You say education has turned into daycare? How has school replaced parents? Because we as a culture don't hold strong parenting in high regard? How is that the school's fault? Or the government's fault?
Okay, our education system is in trouble, and it could be profitable if they tried, and our kids education sucks. All right, sucks compared to what? Compared to Japan and its publically-funded education system? Compared to Germany and its publically-funded education system? Or just sucks in general, and everyone on the planet is stupid? Except you, of course.

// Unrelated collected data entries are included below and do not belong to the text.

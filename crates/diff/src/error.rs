//! Error types for tensor, optimizer and transform operations.

use thiserror::Error;

/// Errors that can occur in differentiable computations.
///
/// All of these are precondition violations: they indicate that a caller
/// wired together tensors or parameters with incompatible layouts.
#[derive(Debug, Clone, Error, PartialEq)]
pub enum DiffError {
    /// Tensor shape doesn't match what the operation requires.
    #[error("Shape mismatch: expected {expected:?}, got {got:?}")]
    ShapeMismatch { expected: Vec<usize>, got: Vec<usize> },

    /// Data length doesn't match the product of the shape.
    #[error("Data length {len} doesn't match shape {shape:?}")]
    DataLength { len: usize, shape: Vec<usize> },

    /// Number of gradients doesn't match number of parameters.
    #[error("Expected {expected} gradient tensors, got {got}")]
    ParamCount { expected: usize, got: usize },

    /// Transform configuration that cannot be built.
    #[error("Invalid transform configuration: {reason}")]
    InvalidConfig { reason: String },

    /// Analytic and numerical gradients disagree.
    #[error("Gradient mismatch at index {index}: analytic {analytic}, numerical {numerical}")]
    GradientMismatch {
        index: usize,
        analytic: f64,
        numerical: f64,
    },
}
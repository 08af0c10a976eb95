//! # Prob - Log-Space Numerics and Gaussian Emissions
//!
//! The probabilistic layer underneath the DMV flow parser.
//!
//! ## Core Concepts
//!
//! - **Everything is a log-probability**: products become sums, sums become
//!   log-sum-exp, and "impossible" is the finite floor [`NEG_FLOOR`]
//! - **Normalization is a softmax**: raw learnable scores are turned into
//!   conditional distributions with [`logspace::log_softmax_axis`], and
//!   gradients flow back through [`logspace::log_softmax_axis_backward`]
//! - **Emissions are diagonal Gaussians**: one mean per latent state, one
//!   variance vector shared by all states
//!
//! ## Example
//!
//! ```rust
//! use dmvflow_diff::Tensor;
//! use dmvflow_prob::{log_sum_exp, EmissionModel};
//!
//! let means = Tensor::from_rows(&[vec![-1.0], vec![1.0]], 1).unwrap();
//! let emission = EmissionModel::new(means, vec![1.0]).unwrap();
//!
//! let x = Tensor::from_data(vec![1, 1, 1], vec![0.0]).unwrap();
//! let scores = emission.log_density(&x).unwrap();
//!
//! // Both states are equally far from 0
//! assert!((scores.data[0] - scores.data[1]).abs() < 1e-12);
//!
//! // Marginal density under a uniform mixture
//! let marginal = log_sum_exp(&scores.data) - 2.0_f64.ln();
//! assert!(marginal < 0.0);
//! ```

pub mod emission;
mod error;
pub mod logspace;

pub use emission::{EmissionGrad, EmissionModel};
pub use error::ProbError;
pub use logspace::{argmax, log_add_exp, log_softmax, log_sum_exp, stable_ln, NEG_FLOOR};
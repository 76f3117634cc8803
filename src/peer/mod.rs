pub mod connection;
pub mod data_channel;
pub mod ice;
pub mod types;

pub use connection::{ActiveConnection, OnRemoteTrack};
pub use data_channel::KeepaliveState;
pub use ice::GatherPolicy;
pub use types::SignalingMessage;
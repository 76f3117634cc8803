use std::fs::File;
use std::io::BufReader;
use std::path::PathBuf;
use std::sync::{Arc, Mutex};
use std::time::Duration;

use async_trait::async_trait;
use tokio::task::JoinHandle;
use webrtc::api::media_engine::MIME_TYPE_OPUS;
use webrtc::media::io::ogg_reader::OggReader;
use webrtc::media::Sample;
use webrtc::rtp_transceiver::rtp_codec::RTCRtpCodecCapability;
use webrtc::track::track_local::track_local_static_sample::TrackLocalStaticSample;
use webrtc::track::track_local::TrackLocal;

use crate::error::{Error, MediaError};
use crate::logger::log;

const OGG_PAGE_DURATION: Duration = Duration::from_millis(20);

/// What the session asks of the capture device: audio only.
#[derive(Debug, Clone, Copy)]
pub struct MediaConstraints {
    pub audio: bool,
    pub video: bool,
}

impl Default for MediaConstraints {
    fn default() -> Self {
        Self {
            audio: true,
            video: false,
        }
    }
}

/// The local capture collaborator. `acquire` hands over the local tracks to
/// feed into the peer connection and must have completed before the offer is
/// built; `release` stops capture on session teardown.
#[async_trait]
pub trait MediaSource: Send + Sync {
    async fn acquire(
        &self,
        constraints: &MediaConstraints,
    ) -> Result<Vec<Arc<dyn TrackLocal + Send + Sync>>, Error>;

    async fn release(&self);
}

/// Serves an Opus `.ogg` file as the capture device: one audio track, pages
/// pumped on a fixed ticker, sample durations paced by the granule deltas.
/// An unreadable file is the device refusing capture.
pub struct FileAudioSource {
    path: PathBuf,
    pump: Mutex<Option<JoinHandle<()>>>,
}

impl FileAudioSource {
    pub fn new(path: impl Into<PathBuf>) -> Self {
        Self {
            path: path.into(),
            pump: Mutex::new(None),
        }
    }
}

#[async_trait]
impl MediaSource for FileAudioSource {
    async fn acquire(
        &self,
        constraints: &MediaConstraints,
    ) -> Result<Vec<Arc<dyn TrackLocal + Send + Sync>>, Error> {
        if !constraints.audio {
            return Ok(Vec::new());
        }

        let file = File::open(&self.path).map_err(|e| {
            MediaError::AcquisitionDenied(format!("{}: {e}", self.path.display()))
        })?;
        // Non-checksum mode, as for any locally produced file.
        let (mut ogg, _header) = OggReader::new(BufReader::new(file), true)
            .map_err(|e| MediaError::AcquisitionDenied(e.to_string()))?;

        let track = Arc::new(TrackLocalStaticSample::new(
            RTCRtpCodecCapability {
                mime_type: MIME_TYPE_OPUS.to_owned(),
                ..Default::default()
            },
            "audio".to_owned(),
            "vokal-audio".to_owned(),
        ));

        let pump_track = track.clone();
        let path = self.path.clone();
        let handle = tokio::spawn(async move {
            // A ticker instead of sleep so page parsing time does not skew
            // the pacing.
            let mut ticker = tokio::time::interval(OGG_PAGE_DURATION);
            let mut last_granule: u64 = 0;

            while let Ok((page_data, page_header)) = ogg.parse_next_page() {
                let sample_count = page_header.granule_position.saturating_sub(last_granule);
                last_granule = page_header.granule_position;
                let sample_duration = Duration::from_millis(sample_count * 1000 / 48000);

                if pump_track
                    .write_sample(&Sample {
                        data: page_data.freeze(),
                        duration: sample_duration,
                        ..Default::default()
                    })
                    .await
                    .is_err()
                {
                    break;
                }

                let _ = ticker.tick().await;
            }
            log(&format!("audio source {} drained", path.display()));
        });
        *self.pump.lock().unwrap() = Some(handle);

        Ok(vec![track as Arc<dyn TrackLocal + Send + Sync>])
    }

    async fn release(&self) {
        if let Some(handle) = self.pump.lock().unwrap().take() {
            handle.abort();
        }
    }
}
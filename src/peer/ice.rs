use std::sync::Arc;
use std::time::Duration;

use tokio::time::sleep;
use webrtc::ice_transport::ice_gathering_state::RTCIceGatheringState;
use webrtc::peer_connection::RTCPeerConnection;

use crate::config::ICE_POLL_INTERVAL;
use crate::logger::log;

/// How the session waits for candidate collection to finish.
///
/// `Poll` re-checks the gathering state on a fixed interval and is the
/// default contract. `Subscribe` rides the peer connection's own
/// gathering-complete notification and resolves as soon as it fires.
#[derive(Clone, Debug)]
pub enum GatherPolicy {
    Poll { interval: Duration },
    Subscribe,
}

impl Default for GatherPolicy {
    fn default() -> Self {
        GatherPolicy::Poll {
            interval: ICE_POLL_INTERVAL,
        }
    }
}

/// Suspend until the connection's ICE gathering state reaches `Complete`.
/// Already-complete state returns immediately under either policy.
pub async fn wait_ice_complete(pc: &Arc<RTCPeerConnection>, policy: &GatherPolicy) {
    match policy {
        GatherPolicy::Poll { interval } => {
            poll_until_complete(|| pc.ice_gathering_state(), *interval).await;
        }
        GatherPolicy::Subscribe => {
            if pc.ice_gathering_state() == RTCIceGatheringState::Complete {
                return;
            }
            let mut done = pc.gathering_complete_promise().await;
            let _ = done.recv().await;
        }
    }
    log("ICE gathering complete");
}

/// The polling contract itself: check first, sleep only while incomplete.
pub(crate) async fn poll_until_complete<F>(probe: F, interval: Duration)
where
    F: Fn() -> RTCIceGatheringState,
{
    while probe() != RTCIceGatheringState::Complete {
        sleep(interval).await;
    }
}
pub mod config;
pub mod error;
pub mod logger;
pub mod media;
pub mod peer;
pub mod session;
pub mod signaling;
pub mod utils;

pub use config::ConnectConfig;
pub use error::{Error, MediaError, ProtocolError, Result, TransportError};
pub use media::{FileAudioSource, MediaConstraints, MediaSource};
pub use peer::{ActiveConnection, GatherPolicy, KeepaliveState, OnRemoteTrack, SignalingMessage};
pub use session::{Session, SessionPhase};
pub use signaling::{LinkEvent, SignalingLink};
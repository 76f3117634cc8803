use serde::{Deserialize, Serialize};

/// Outbound wire envelope carried to the relay. The absence of a `type`
/// field marks it as an offer; the relay routes on `roomId`.
#[derive(Serialize, Deserialize, Debug, Clone, PartialEq, Eq)]
#[serde(rename_all = "camelCase")]
pub struct SignalingMessage {
    pub name: String,
    pub room_id: String,
    pub sdp: String,
}

/// Inbound wire envelope. Only `type == "answer"` is meaningful for this
/// side of the exchange; everything else is dropped by the dispatcher.
#[derive(Deserialize, Debug)]
pub struct InboundEnvelope {
    #[serde(rename = "type")]
    pub kind: Option<String>,
    pub sdp: Option<String>,
}
//! Full offer/answer flow against an in-process WebSocket relay.

use std::sync::Arc;

use async_trait::async_trait;
use futures_util::{SinkExt, StreamExt};
use tokio::net::TcpListener;
use tokio_tungstenite::accept_async;
use tokio_tungstenite::tungstenite::Message;
use webrtc::api::interceptor_registry::register_default_interceptors;
use webrtc::api::media_engine::{MediaEngine, MIME_TYPE_OPUS};
use webrtc::api::APIBuilder;
use webrtc::peer_connection::configuration::RTCConfiguration;
use webrtc::peer_connection::sdp::session_description::RTCSessionDescription;
use webrtc::interceptor::registry::Registry;
use webrtc::rtp_transceiver::rtp_codec::RTCRtpCodecCapability;
use webrtc::track::track_local::track_local_static_sample::TrackLocalStaticSample;
use webrtc::track::track_local::TrackLocal;

use vokal::{
    ActiveConnection, ConnectConfig, Error, GatherPolicy, MediaConstraints, MediaSource,
    SessionPhase, TransportError,
};

struct MockMicrophone;

#[async_trait]
impl MediaSource for MockMicrophone {
    async fn acquire(
        &self,
        _constraints: &MediaConstraints,
    ) -> Result<Vec<Arc<dyn TrackLocal + Send + Sync>>, Error> {
        let track = Arc::new(TrackLocalStaticSample::new(
            RTCRtpCodecCapability {
                mime_type: MIME_TYPE_OPUS.to_owned(),
                ..Default::default()
            },
            "audio".to_owned(),
            "mock-mic".to_owned(),
        ));
        Ok(vec![track as Arc<dyn TrackLocal + Send + Sync>])
    }

    async fn release(&self) {}
}

/// Answering side, in-process: consume the offer SDP, produce an answer.
async fn answer_for(offer_sdp: String) -> String {
    let mut media_engine = MediaEngine::default();
    media_engine.register_default_codecs().unwrap();
    let registry = register_default_interceptors(Registry::new(), &mut media_engine).unwrap();
    let api = APIBuilder::new()
        .with_media_engine(media_engine)
        .with_interceptor_registry(registry)
        .build();
    let pc = api
        .new_peer_connection(RTCConfiguration::default())
        .await
        .unwrap();

    pc.set_remote_description(RTCSessionDescription::offer(offer_sdp).unwrap())
        .await
        .unwrap();
    let answer = pc.create_answer(None).await.unwrap();
    pc.set_local_description(answer).await.unwrap();
    pc.local_description().await.unwrap().sdp
}

#[tokio::test]
async fn negotiates_through_a_websocket_relay() {
    let listener = TcpListener::bind("127.0.0.1:0").await.unwrap();
    let addr = listener.local_addr().unwrap();

    // One-shot relay: accept the peer, check the offer envelope, reply with
    // an answer envelope, then drop the socket.
    let relay = tokio::spawn(async move {
        let (stream, _) = listener.accept().await.unwrap();
        let mut socket = accept_async(stream).await.unwrap();

        let frame = socket.next().await.unwrap().unwrap();
        let offer: serde_json::Value = serde_json::from_str(frame.to_text().unwrap()).unwrap();
        assert_eq!(offer["roomId"], "1234");
        assert_eq!(offer["name"], "Alice");
        let offer_sdp = offer["sdp"].as_str().unwrap().to_owned();
        assert!(!offer_sdp.is_empty());

        let answer_sdp = answer_for(offer_sdp).await;
        socket
            .send(Message::text(
                serde_json::json!({ "type": "answer", "sdp": answer_sdp }).to_string(),
            ))
            .await
            .unwrap();
        socket.close(None).await.ok();
    });

    let config = ConnectConfig {
        endpoint: format!("ws://{addr}"),
        ice_servers: Vec::new(),
        gather: GatherPolicy::Subscribe,
    };
    let mut conn = ActiveConnection::connect(
        config,
        "1234",
        "Alice",
        Arc::new(MockMicrophone),
        Box::new(|_| {}),
    )
    .await
    .unwrap();
    assert_eq!(conn.session().phase(), SessionPhase::AwaitingAnswer);

    // The relay answers and then drops the link, so the run loop first
    // connects the session and then winds it down.
    let err = conn.run().await.unwrap_err();
    assert!(matches!(
        err,
        Error::Transport(TransportError::LinkClosed)
    ));
    assert!(conn.session().remote_description().is_some());
    assert_eq!(conn.session().phase(), SessionPhase::Closed);

    relay.await.unwrap();
}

You also rail against teachers' unions. In the world you've created, they would be even MORE important. Without the government to adjucate discrimination claims, contract disputes and all that, individual teachers would be at an extreme disadvantage. Although I suppose since the government isn't paying for it, then only the already-wealthy could afford to go to school, so perhaps cost isn't such a big deal. Again, you're saying that every school would be in an equal position to compete. Some would, most would not. Schools would have to rely on donations, which wouldn't pan out equally regionally due to wealth distribution. So those good schools can afford to pay cash money for the absolute best teachers, and the not-quite-so-rich schools get the table scraps. You forget that unions also equalize pay so the good teachers can go to less economically-advantaged schools. The system you'd create would end up with a few people being more well-educated, sure, but many would be getting the same or worse, and most would be getting none at all.

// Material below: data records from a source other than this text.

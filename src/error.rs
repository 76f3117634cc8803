use thiserror::Error;

/// Failures of the local media collaborator.
#[derive(Debug, Error)]
pub enum MediaError {
    /// Capture was refused or the device is unavailable. Fatal to the
    /// session; the caller has to start over.
    #[error("media capture denied: {0}")]
    AcquisitionDenied(String),
}

/// Violations of the offer/answer exchange.
#[derive(Debug, Error)]
pub enum ProtocolError {
    /// Inbound signaling payload that could not be parsed or is missing a
    /// required field. Logged and dropped; the session keeps running.
    #[error("malformed signaling message: {0}")]
    MalformedMessage(String),

    /// An answer arrived while no offer was outstanding. Fatal.
    #[error("answer received with no outstanding offer")]
    UnexpectedAnswer,
}

/// Failures of the signaling transport itself.
#[derive(Debug, Error)]
pub enum TransportError {
    /// The link to the relay dropped. Fatal; there is no auto-reconnect.
    #[error("signaling link closed")]
    LinkClosed,

    /// The WebSocket handshake or a frame-level operation failed.
    #[error("websocket failure: {0}")]
    Socket(String),
}

#[derive(Debug, Error)]
pub enum Error {
    #[error(transparent)]
    Media(#[from] MediaError),

    #[error(transparent)]
    Protocol(#[from] ProtocolError),

    #[error(transparent)]
    Transport(#[from] TransportError),

    #[error(transparent)]
    Rtc(#[from] webrtc::Error),
}

impl From<serde_json::Error> for Error {
    fn from(err: serde_json::Error) -> Self {
        Error::Protocol(ProtocolError::MalformedMessage(err.to_string()))
    }
}

impl From<tokio_tungstenite::tungstenite::Error> for Error {
    fn from(err: tokio_tungstenite::tungstenite::Error) -> Self {
        Error::Transport(TransportError::Socket(err.to_string()))
    }
}

pub type Result<T> = std::result::Result<T, Error>;
use std::sync::{Arc, Mutex};

use tokio::sync::mpsc;
use webrtc::api::interceptor_registry::register_default_interceptors;
use webrtc::api::media_engine::MediaEngine;
use webrtc::api::APIBuilder;
use webrtc::data_channel::data_channel_init::RTCDataChannelInit;
use webrtc::ice_transport::ice_candidate::RTCIceCandidate;
use webrtc::interceptor::registry::Registry;
use webrtc::peer_connection::configuration::RTCConfiguration;
use webrtc::peer_connection::peer_connection_state::RTCPeerConnectionState;
use webrtc::peer_connection::sdp::session_description::RTCSessionDescription;
use webrtc::peer_connection::RTCPeerConnection;
use webrtc::rtp_transceiver::rtp_receiver::RTCRtpReceiver;
use webrtc::rtp_transceiver::RTCRtpTransceiver;
use webrtc::track::track_remote::TrackRemote;

use crate::config::{ConnectConfig, KEEPALIVE_CHANNEL_LABEL};
use crate::error::{Error, ProtocolError, TransportError};
use crate::logger::{dump_candidate, dump_selected_pair, log};
use crate::media::{MediaConstraints, MediaSource};
use crate::peer::data_channel::{attach_keepalive, KeepaliveState};
use crate::peer::ice::wait_ice_complete;
use crate::peer::types::SignalingMessage;
use crate::session::Session;
use crate::signaling::{LinkEvent, SignalingLink};

/// Invoked once per remote media track received. The caller decides what to
/// do with repeated tracks; the core never touches UI state.
pub type OnRemoteTrack = Box<dyn Fn(Arc<TrackRemote>) + Send + Sync>;

enum RunEvent {
    Link(LinkEvent),
    PeerTerminal(RTCPeerConnectionState),
}

/// One peer session from connect to teardown.
///
/// An instance is built per connection attempt and never reused; a fresh
/// `connect` call is the only way to negotiate again, which is what keeps
/// one engine bound to at most one session.
pub struct ActiveConnection {
    session: Session,
    config: ConnectConfig,
    pc: Arc<RTCPeerConnection>,
    link: SignalingLink,
    media: Arc<dyn MediaSource>,
    keepalive: Arc<Mutex<KeepaliveState>>,
    terminal: mpsc::Receiver<RTCPeerConnectionState>,
}

impl ActiveConnection {
    /// Dial the relay and drive the whole offer side: local media, offer,
    /// ICE wait, transmission. On return the session awaits its answer;
    /// hand the connection to [`run`](Self::run) to finish negotiation.
    pub async fn connect(
        config: ConnectConfig,
        room_id: impl Into<String>,
        display_name: impl Into<String>,
        media: Arc<dyn MediaSource>,
        on_remote_track: OnRemoteTrack,
    ) -> Result<Self, Error> {
        let link = SignalingLink::open(&config.endpoint, || log("signaling link open")).await?;
        Self::connect_over(config, room_id, display_name, media, link, on_remote_track).await
    }

    /// Same flow over an already-open signaling link.
    pub async fn connect_over(
        config: ConnectConfig,
        room_id: impl Into<String>,
        display_name: impl Into<String>,
        media: Arc<dyn MediaSource>,
        link: SignalingLink,
        on_remote_track: OnRemoteTrack,
    ) -> Result<Self, Error> {
        let mut conn =
            Self::prepare(config, room_id, display_name, media, link, on_remote_track).await?;

        if let Err(e) = conn.negotiate().await {
            conn.close().await;
            return Err(e);
        }
        Ok(conn)
    }

    /// Build the peer connection, its diagnostic handlers, the keepalive
    /// channel and the remote-track forwarding, without negotiating yet.
    async fn prepare(
        config: ConnectConfig,
        room_id: impl Into<String>,
        display_name: impl Into<String>,
        media: Arc<dyn MediaSource>,
        link: SignalingLink,
        on_remote_track: OnRemoteTrack,
    ) -> Result<Self, Error> {
        let session = Session::new(room_id.into(), display_name.into());
        log(&format!(
            "[{}] joining room {} as {}",
            session.id, session.room_id, session.display_name
        ));

        let (pc, terminal) = new_peer(&config, &session.id).await?;

        // The data channel has to exist before the offer is built, even
        // though only the keepalive uses it: without a single m-line there
        // is nothing to gather ICE candidates for.
        let dc = pc
            .create_data_channel(
                KEEPALIVE_CHANNEL_LABEL,
                Some(RTCDataChannelInit {
                    ordered: Some(true),
                    ..Default::default()
                }),
            )
            .await?;
        let keepalive = attach_keepalive(&dc);

        let session_tag = session.id.clone();
        pc.on_track(Box::new(
            move |track: Arc<TrackRemote>,
                  _receiver: Arc<RTCRtpReceiver>,
                  _transceiver: Arc<RTCRtpTransceiver>| {
                log(&format!(
                    "[{session_tag}] remote {:?} track arrived",
                    track.kind()
                ));
                on_remote_track(track.clone());
                Box::pin(async {})
            },
        ));

        Ok(Self {
            session,
            config,
            pc,
            link,
            media,
            keepalive,
            terminal,
        })
    }

    async fn negotiate(&mut self) -> Result<(), Error> {
        self.create_offer().await?;
        self.await_ice_gathering().await;
        self.send_offer().await
    }

    /// Acquire local capture, feed its tracks into the connection and
    /// commit the offer. Capture must have completed before the
    /// description is created; tracks added afterwards would not be
    /// reflected in it.
    pub async fn create_offer(&mut self) -> Result<(), Error> {
        let tracks = self.media.acquire(&MediaConstraints::default()).await?;
        for track in tracks {
            self.pc.add_track(track).await?;
        }

        let offer = self.pc.create_offer(None).await?;
        self.pc.set_local_description(offer).await?;
        let committed = self
            .pc
            .local_description()
            .await
            .ok_or_else(|| webrtc::Error::new("no local description committed".to_owned()))?;
        self.session.offer_created(committed);
        Ok(())
    }

    /// Suspend until candidate collection is done, per the configured
    /// policy. Safe to call when gathering is already complete.
    pub async fn await_ice_gathering(&mut self) {
        self.session.gathering_started();
        wait_ice_complete(&self.pc, &self.config.gather).await;
    }

    /// Transmit the offer envelope. Only called once `await_ice_gathering`
    /// has resolved; a description with a partial candidate set must never
    /// leave this peer.
    pub async fn send_offer(&mut self) -> Result<(), Error> {
        // Re-read the committed description: by now it carries every
        // candidate collected since the offer was created.
        let desc = match self.pc.local_description().await {
            Some(desc) => desc,
            None => self
                .session
                .local_description()
                .cloned()
                .ok_or_else(|| webrtc::Error::new("offer was never committed".to_owned()))?,
        };

        let message = SignalingMessage {
            name: self.session.display_name.clone(),
            room_id: self.session.room_id.clone(),
            sdp: desc.sdp,
        };
        self.link.send(&message).await?;
        self.session.offer_sent();
        Ok(())
    }

    /// Apply a remote answer and finish negotiation. An answer with no
    /// outstanding offer is refused and leaves the remote description
    /// unset.
    pub async fn apply_remote_answer(&mut self, sdp: String) -> Result<(), Error> {
        if self.session.local_description().is_none() {
            return Err(Error::Protocol(ProtocolError::UnexpectedAnswer));
        }

        let answer = RTCSessionDescription::answer(sdp)?;
        self.pc.set_remote_description(answer.clone()).await?;
        self.session.answer_applied(answer)?;
        Ok(())
    }

    /// Consume inbound events until the session ends: answers are applied,
    /// anything terminal tears the session down. Resolves with the error
    /// that ended the session; the caller re-initiates with a fresh
    /// `connect` if it wants back in.
    pub async fn run(&mut self) -> Result<(), Error> {
        let result = loop {
            let event = tokio::select! {
                ev = self.link.recv() => RunEvent::Link(ev.unwrap_or(LinkEvent::Closed)),
                st = self.terminal.recv() => {
                    RunEvent::PeerTerminal(st.unwrap_or(RTCPeerConnectionState::Closed))
                }
            };

            match event {
                RunEvent::Link(LinkEvent::Answer { sdp }) => {
                    if let Err(e) = self.apply_remote_answer(sdp).await {
                        break Err(e);
                    }
                }
                RunEvent::Link(LinkEvent::Closed) => {
                    log(&format!("[{}] signaling link dropped", self.session.id));
                    break Err(Error::Transport(TransportError::LinkClosed));
                }
                RunEvent::PeerTerminal(state) => {
                    log(&format!(
                        "[{}] peer transport ended: {state:?}",
                        self.session.id
                    ));
                    break Err(Error::Transport(TransportError::LinkClosed));
                }
            }
        };

        self.close().await;
        result
    }

    /// Release the signaling transport, the peer connection and local
    /// capture together; leaving any of the three open would leak a
    /// socket or a live microphone.
    pub async fn close(&mut self) {
        self.link.close();
        if let Err(e) = self.pc.close().await {
            log(&format!("[{}] peer close failed: {e}", self.session.id));
        }
        self.media.release().await;
        self.session.closed();
    }

    pub fn session(&self) -> &Session {
        &self.session
    }

    pub fn keepalive(&self) -> Arc<Mutex<KeepaliveState>> {
        self.keepalive.clone()
    }

    pub fn peer_connection(&self) -> &Arc<RTCPeerConnection> {
        &self.pc
    }
}

/// Build the API stack and a peer connection with its handlers wired:
/// candidate tracing, gathering-state tracing, and a terminal-state channel
/// the run loop listens on.
async fn new_peer(
    config: &ConnectConfig,
    session_id: &str,
) -> Result<(Arc<RTCPeerConnection>, mpsc::Receiver<RTCPeerConnectionState>), Error> {
    let mut media_engine = MediaEngine::default();
    media_engine.register_default_codecs()?;
    let registry = register_default_interceptors(Registry::new(), &mut media_engine)?;
    let api = APIBuilder::new()
        .with_media_engine(media_engine)
        .with_interceptor_registry(registry)
        .build();

    let rtc_config = RTCConfiguration {
        ice_servers: config.ice_servers.clone(),
        ..Default::default()
    };
    let pc = Arc::new(api.new_peer_connection(rtc_config).await?);

    pc.on_ice_candidate(Box::new(move |cand: Option<RTCIceCandidate>| {
        match cand {
            Some(c) => dump_candidate("LOCAL", &c),
            // A null candidate marks the end of collection.
            None => log("ICE candidate collection finished"),
        }
        Box::pin(async {})
    }));

    pc.on_ice_gathering_state_change(Box::new(|state| {
        log(&format!("ICE gathering state changed to: {state:?}"));
        Box::pin(async {})
    }));

    let (terminal_tx, terminal_rx) = mpsc::channel(1);
    let sid = session_id.to_owned();
    let pc_state = pc.clone();
    pc.on_peer_connection_state_change(Box::new(move |st: RTCPeerConnectionState| {
        log(&format!("[{sid}] peer connection state: {st:?}"));
        match st {
            RTCPeerConnectionState::Connected => {
                let pc = pc_state.clone();
                tokio::spawn(async move {
                    dump_selected_pair(&pc, "CONNECTED").await;
                });
            }
            RTCPeerConnectionState::Failed | RTCPeerConnectionState::Closed => {
                let _ = terminal_tx.try_send(st);
            }
            _ => {}
        }
        Box::pin(async {})
    }));

    Ok((pc, terminal_rx))
}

Perhaps I wasn't clear enough on the trade issue. There needs to be both sound domestic and international standards for trade to work at all. Really, there does. That's why capitalism is an economic system that relies in most part in a representative government. In international trade. what will other countries do regarding port-of-call agreements? Do they go with the port that offers the best deal? The top 5? What happens to all the other ports, who can't afford to compete? It's nice and all to believe in a capitalist fairyland where everyone's on equal ground, but they rarely are, and that's hundreds of thousands of people in an area that now have significantly lowered ability to make money. Plus, how are trade claims to be adjucated? If one company has a beef with another company over shoddy dealing, who is there to figure out the situation, recompence the unfortunate party, and punish the offender?

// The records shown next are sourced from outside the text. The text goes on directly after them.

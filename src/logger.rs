use webrtc::ice_transport::ice_candidate::RTCIceCandidate;
use webrtc::peer_connection::RTCPeerConnection;

/// Timestamped logging, gated by the config switches.
pub fn log(msg: &str) {
    if crate::config::LOGGING_ENABLED {
        #[cfg(debug_assertions)]
        {
            if !crate::config::dev::ENABLE_LOGGING {
                return;
            }
        }

        let now = chrono::Local::now();
        println!("[{}] {}", now.format("%Y-%m-%d %H:%M:%S%.3f"), msg);
    }
}

/// Print an ICE candidate as it trickles in.
pub fn dump_candidate(label: &str, cand: &RTCIceCandidate) {
    if let Ok(init) = cand.to_json() {
        log(&format!(
            "Trickle {label}: candidate={} sdp_mid={:?} sdp_mline_index={:?} username_fragment={:?}",
            init.candidate, init.sdp_mid, init.sdp_mline_index, init.username_fragment
        ));
    }
}

/// Quick getStats snapshot of the nominated candidate pair.
pub async fn dump_selected_pair(pc: &RTCPeerConnection, moment: &str) {
    let stats = pc.get_stats().await;
    for (_, v) in stats.reports {
        if let webrtc::stats::StatsReportType::CandidatePair(pair) = v {
            if pair.nominated {
                log(&format!(
                    "STATS {moment}: {}:{}  type: {:?}  bytes={}/{} state={:?}",
                    pair.local_candidate_id,
                    pair.remote_candidate_id,
                    pair.stats_type,
                    pair.bytes_sent,
                    pair.bytes_received,
                    pair.state
                ));
            }
        }
    }
}
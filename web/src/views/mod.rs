mod login;
pub use login::Login;

mod register;
pub use register::Register;

mod dashboard;
pub use dashboard::Dashboard;

mod profile;
pub use profile::Profile;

There's a reason we have the commerce clause. The smaller and more self-sufficient the government, the more likely they are to engage in trade wars. We saw it between the states in the early history of the republic, and it did a lot of damage to our development. Who's to say your town won't declare economic jihad on another town? What happens when the two towns are vital conduits on a supply chain to smaller, more remote towns? What happens if your town figures out those remote towns depend on you and uses it to their advantage? What happens to the people of this likely poor town then? Not enough money to move? Not enough food to eat? Or does it not matter because they're the losers is Capitalism Is The Government: The Game?
Finally, the issue of currency. That system worked in the days of lincoln because we had a smaller population, were not so heavily invested in foreign trade, and to be frank had an entirely different concept of how banks worked. For starters, there are too many people and too much trade going on to have a gold standard without valuating our currency so high that it becomes unmanageable. That would create massive international trade issues, despite whomever it is doing the trading. Plus, banks don't base currency on standards anymore, they do so on credit. Assuming you think this is the direction the US should go, how do you divide this up into a reserve? I suppose the government could buy up gold to start the banks out, but where would the debt go, then? How would the conversion work? It's an unmanageable situation.
And you still haven't described how this capitalism-government would work and not simply become a giant monopoly that strangled the free market and became a de facto dictatorship.
But what if the way YOU want to live DOES harm another person? Or to expand the argument: What happens when everyone espouses that philosophy, and everyone votes for themselves? If you allow ties, than all you have is an unweildly direct democracy, in which everyone is simply out for their own interests.
You talk about the powers given to the government over the past 100 years, but ignore that the powers the government can exercise have been severely curtailed. The government can no longer discriminate based on race, gender or religious beliefs. The government can no longer use the power to enforce morality as a de facto compelling state interest. The government can no longer punish us for sleeping with whomever we choose or marrying whomever we choose. The government can no longer appoint public corporations as sanctioned monopolies. The list goes on and on.
And even if you're one of the unlucky people in the minority who would be in a position to get trampled upon by the wills of the majority, we have a judicial system by which a malevolent will of the majority can be quashed.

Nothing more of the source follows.